____ Information shown

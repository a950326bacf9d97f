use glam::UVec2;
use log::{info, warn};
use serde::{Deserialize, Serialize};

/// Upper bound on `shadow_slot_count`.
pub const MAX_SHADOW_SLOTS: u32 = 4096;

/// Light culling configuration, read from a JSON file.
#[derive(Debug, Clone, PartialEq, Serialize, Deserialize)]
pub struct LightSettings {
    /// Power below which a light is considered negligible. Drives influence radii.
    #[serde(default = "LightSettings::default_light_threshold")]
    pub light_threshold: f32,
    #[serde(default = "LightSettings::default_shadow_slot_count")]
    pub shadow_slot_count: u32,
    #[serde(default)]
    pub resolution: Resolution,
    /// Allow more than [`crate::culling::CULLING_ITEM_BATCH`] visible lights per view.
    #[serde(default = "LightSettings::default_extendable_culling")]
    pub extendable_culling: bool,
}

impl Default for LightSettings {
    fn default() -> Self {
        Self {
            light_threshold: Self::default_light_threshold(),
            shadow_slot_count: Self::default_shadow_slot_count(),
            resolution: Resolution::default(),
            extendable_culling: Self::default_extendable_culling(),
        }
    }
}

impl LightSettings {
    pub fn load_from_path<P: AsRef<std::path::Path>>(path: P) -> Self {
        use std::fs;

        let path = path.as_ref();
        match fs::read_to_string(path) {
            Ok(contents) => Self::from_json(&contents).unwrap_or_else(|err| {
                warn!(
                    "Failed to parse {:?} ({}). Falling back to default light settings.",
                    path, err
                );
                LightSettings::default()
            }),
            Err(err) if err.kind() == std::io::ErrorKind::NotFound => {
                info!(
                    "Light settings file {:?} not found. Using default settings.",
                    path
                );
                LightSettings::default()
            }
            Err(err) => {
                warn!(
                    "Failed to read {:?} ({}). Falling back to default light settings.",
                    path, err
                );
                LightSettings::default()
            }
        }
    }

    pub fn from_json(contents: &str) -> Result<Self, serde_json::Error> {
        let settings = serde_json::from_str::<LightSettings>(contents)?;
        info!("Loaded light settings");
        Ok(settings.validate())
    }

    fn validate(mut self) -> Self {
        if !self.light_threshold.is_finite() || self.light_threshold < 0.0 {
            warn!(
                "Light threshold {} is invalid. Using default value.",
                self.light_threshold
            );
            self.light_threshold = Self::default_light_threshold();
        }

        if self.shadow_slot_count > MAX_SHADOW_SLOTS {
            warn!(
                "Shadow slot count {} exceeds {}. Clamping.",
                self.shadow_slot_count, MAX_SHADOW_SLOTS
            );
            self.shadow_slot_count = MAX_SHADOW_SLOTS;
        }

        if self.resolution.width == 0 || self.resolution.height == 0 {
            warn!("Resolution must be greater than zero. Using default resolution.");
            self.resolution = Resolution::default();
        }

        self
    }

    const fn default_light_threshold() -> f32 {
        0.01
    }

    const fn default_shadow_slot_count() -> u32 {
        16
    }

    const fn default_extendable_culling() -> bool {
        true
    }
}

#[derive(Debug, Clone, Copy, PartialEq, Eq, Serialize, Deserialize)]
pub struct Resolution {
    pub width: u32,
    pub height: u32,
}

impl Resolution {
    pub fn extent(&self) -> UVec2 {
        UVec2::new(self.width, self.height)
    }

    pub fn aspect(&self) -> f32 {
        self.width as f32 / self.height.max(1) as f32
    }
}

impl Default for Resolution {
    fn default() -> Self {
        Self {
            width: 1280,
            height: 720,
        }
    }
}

________
____ Information shown

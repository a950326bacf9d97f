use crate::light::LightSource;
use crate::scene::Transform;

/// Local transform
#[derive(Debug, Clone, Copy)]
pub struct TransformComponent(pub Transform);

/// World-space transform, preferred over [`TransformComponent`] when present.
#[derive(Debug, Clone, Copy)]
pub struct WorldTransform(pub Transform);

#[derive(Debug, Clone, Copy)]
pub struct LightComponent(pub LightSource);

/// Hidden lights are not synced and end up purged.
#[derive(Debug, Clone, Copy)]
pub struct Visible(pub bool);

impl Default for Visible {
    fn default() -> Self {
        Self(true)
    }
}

________

Directions for this task
Keep only those lines of the records that hold "struct", and return them.

Written answer
pub struct LightSettings {
pub struct Resolution {
pub struct TransformComponent(pub Transform);
pub struct WorldTransform(pub Transform);
pub struct LightComponent(pub LightSource);
pub struct Visible(pub bool);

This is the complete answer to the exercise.